So Long a Letter


So Long a Letter, by Mariama Ba

I have to thank the "Year of Feminist Classics" project for introducing me to this book! Mariama Ba's novel is a long letter from one Senegalese woman, Ramatoulaye, to her best friend Aissatou. Both women lived for years in marriages they thought were happy, until their husbands each took younger second wives, as allowed by their Islamic religion. (It doesn't seem to me, however, that either husband truly acted the way an Islamic man is supposed to act.)

The women respond differently to their husband's actions; Aissatou leaves her husband and gets a job abroad, while Ramatoulaye, a teacher and mother of 12 children, chooses to stay--but her husband abandons her anyway. Ramatoulaye writes her long letter just after her husband's death, during a prescribed period of mourning.

I was very interested in the writer's portrayal of polygamy in her society. Both husbands have faithful wives who work hard to serve them, as their culture demands. Ramatoulaye has 12 children, a full-time job, and a house to run, and she speaks of her husband with love. Yet he and Aissatou's husband both spring the second, younger wives on their first wives; there is no warning, just a family friend bringing the news that the wedding is already over. Aissatou's husband claims to feel that he has to marry the girl out of duty, since his mother (who dislikes Aissatou's background) has raised her to become his wife. He promises that he will treat both wives equally, but Aissatou is not about to put up with this, and she simply packs up and leaves. I understand her reaction, but I understand Ramatoulaye's very different response too.

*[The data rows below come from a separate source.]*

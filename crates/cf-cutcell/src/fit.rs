//! Least-squares boundary fit.
//!
//! The corner samples are fitted by a linear function `L(x) = c·x + b` in the
//! least-squares sense. Normalizing gives the plane
//!
//! ```text
//! normal = c / |c|,    offset = b / |c|
//! ```
//!
//! so that `normal·x + offset ≥ 0` exactly where `L(x) ≥ 0`. Because the
//! corner positions are fixed, the fit is a constant linear operator (the
//! pseudo-inverse of the corner design matrix) applied
//! to the samples, and its derivative with respect to sample `k` is column `k`
//! of that operator. The normalization is then differentiated in closed form.
//!
//! # Degenerate fits
//!
//! When `|c| ≤ 1e-10 · max|sample|` (for example all samples equal) the plane
//! is not determined. The fitter then returns the first coordinate axis as the
//! normal with offset `+2` if the mean sample is non-negative and `-2`
//! otherwise, which makes the whole cell occupied or empty respectively. All
//! derivatives of a degenerate fit are zero.

use nalgebra::{Const, DMatrix, DVector, Dyn, OMatrix, SMatrix, SVector};
use tracing::debug;

use crate::lattice::{corner_bit, corner_count};

/// Relative size of the fitted gradient below which the fit is degenerate.
const FIT_RELATIVE_TOLERANCE: f64 = 1e-10;

/// Offset magnitude of the fallback plane. Any value above 1 keeps the unit
/// cell entirely on one side of `x_0 + offset = 0`.
const FALLBACK_OFFSET: f64 = 2.0;

/// Derivative of the normal with respect to each corner sample, one column
/// per corner.
pub type NormalGradients<const D: usize> = OMatrix<f64, Const<D>, Dyn>;

/// A fitted boundary plane and its derivatives.
#[derive(Debug, Clone, PartialEq)]
pub struct BoundaryFit<const D: usize> {
    /// Unit normal pointing into the occupied phase.
    pub normal: SVector<f64, D>,
    /// Plane offset; the occupied phase is `normal·x + offset ≥ 0`.
    pub offset: f64,
    /// `normal_gradients[(i, k)] = ∂normal_i / ∂sample_k`.
    pub normal_gradients: NormalGradients<D>,
    /// `offset_gradients[k] = ∂offset / ∂sample_k`.
    pub offset_gradients: DVector<f64>,
    /// Whether the fallback plane was used.
    pub degenerate: bool,
}

/// Least-squares plane fitter for the corners of the unit cell.
#[derive(Debug, Clone, PartialEq)]
pub struct BoundaryFitter<const D: usize> {
    /// `(D + 1) × 2^D` pseudo-inverse of the corner design matrix. Rows
    /// `0..D` produce the linear coefficients, row `D` the constant term.
    operator: DMatrix<f64>,
}

impl<const D: usize> Default for BoundaryFitter<D> {
    fn default() -> Self {
        Self::new()
    }
}

impl<const D: usize> BoundaryFitter<D> {
    /// Build the fitter for the unit cell.
    ///
    /// With corners centered as `y_k = x_k - ½`, the normal equations of the
    /// corner design are diagonal (`Σ y_k y_kᵀ = 2^D/4 · I`, `Σ y_k = 0`), so
    /// the pseudo-inverse is written out directly. Its entries are dyadic
    /// rationals, which keeps symmetric inputs exactly symmetric.
    #[must_use]
    #[allow(clippy::cast_precision_loss)]
    pub fn new() -> Self {
        let corners = corner_count(D);
        let inv_count = 1.0 / corners as f64;
        let centered = |corner: usize, axis: usize| {
            if corner_bit(corner, axis) { 0.5 } else { -0.5 }
        };

        let operator = DMatrix::from_fn(D + 1, corners, |row, corner| {
            if row < D {
                4.0 * inv_count * centered(corner, row)
            } else {
                // b = mean - c·(½, .., ½)
                let spread: f64 = (0..D).map(|axis| centered(corner, axis)).sum();
                inv_count - 2.0 * inv_count * spread
            }
        });
        Self { operator }
    }

    /// Fit a plane to the corner samples.
    ///
    /// `samples` must hold one value per corner; the caller validates length.
    /// The plane does not change when every sample is multiplied by a
    /// positive factor, so the samples are divided by their largest magnitude
    /// first. That keeps `|c|` representable for any finite input.
    #[must_use]
    pub fn fit(&self, samples: &[f64]) -> BoundaryFit<D> {
        let corners = corner_count(D);
        debug_assert_eq!(samples.len(), corners);

        let scale = samples.iter().fold(0.0_f64, |max, s| max.max(s.abs()));
        if scale == 0.0 {
            return Self::fallback(0.0, corners);
        }
        let values = DVector::from_iterator(corners, samples.iter().map(|s| s / scale));
        let coefficients = &self.operator * &values;
        let linear = SVector::<f64, D>::from_fn(|axis, _| coefficients[axis]);
        let constant = coefficients[D];

        let length = linear.norm();
        if length <= FIT_RELATIVE_TOLERANCE {
            return Self::fallback(values.mean(), corners);
        }

        // Gradients are taken with respect to the unscaled samples.
        let inv_length = length.recip();
        let normal = linear * inv_length;
        let offset = constant * inv_length;
        let d_scale = inv_length / scale;
        let projector = (SMatrix::<f64, D, D>::identity() - normal * normal.transpose()) * d_scale;

        let mut normal_gradients = NormalGradients::<D>::zeros_generic(Const::<D>, Dyn(corners));
        let mut offset_gradients = DVector::zeros(corners);
        for corner in 0..corners {
            let d_linear = SVector::<f64, D>::from_fn(|axis, _| self.operator[(axis, corner)]);
            let d_constant = self.operator[(D, corner)];
            normal_gradients.set_column(corner, &(projector * d_linear));
            offset_gradients[corner] = (d_constant - offset * normal.dot(&d_linear)) * d_scale;
        }

        BoundaryFit {
            normal,
            offset,
            normal_gradients,
            offset_gradients,
            degenerate: false,
        }
    }

    fn fallback(mean: f64, corners: usize) -> BoundaryFit<D> {
        let offset = if mean >= 0.0 {
            FALLBACK_OFFSET
        } else {
            -FALLBACK_OFFSET
        };
        debug!(mean, offset, "degenerate boundary fit, using axis-aligned fallback plane");

        BoundaryFit {
            normal: SVector::from_fn(|axis, _| if axis == 0 { 1.0 } else { 0.0 }),
            offset,
            normal_gradients: NormalGradients::<D>::zeros_generic(Const::<D>, Dyn(corners)),
            offset_gradients: DVector::zeros(corners),
            degenerate: true,
        }
    }
}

Ramatoulaye thinks seriously about leaving, but--despite her family's disapproval-- decides that staying is a better choice for her. She prepares to share her husband according to religious duty; but he deserts her and the children and never comes near. In a way, this gives her a satisfactory resolution, since she has the result without the difficulties of divorce.

Ramatoulaye never stops loving her husband, though of course she is angry at his betrayal, and ridicules his obsession with the young Binetou, who was their daughter's best friend. Ramatoulaye, a believer in following the heart over material considerations, portrays the younger wife as something of a victim of her more blameable ambitious mother. She feels that Binetou was pushed into her position and isn't truly happy being married to a much older man, despite the luxury she lives in.

Ba manages to explore a lot of territory in her short novel--besides polygamy, she looks at unwed pregnancy and the tactics women will resort to when they can find no other way of ensuring security for themselves and their families. Mariama Ba attacks the social strictures placed on women in her society while honoring the ways they choose to cope with their situations.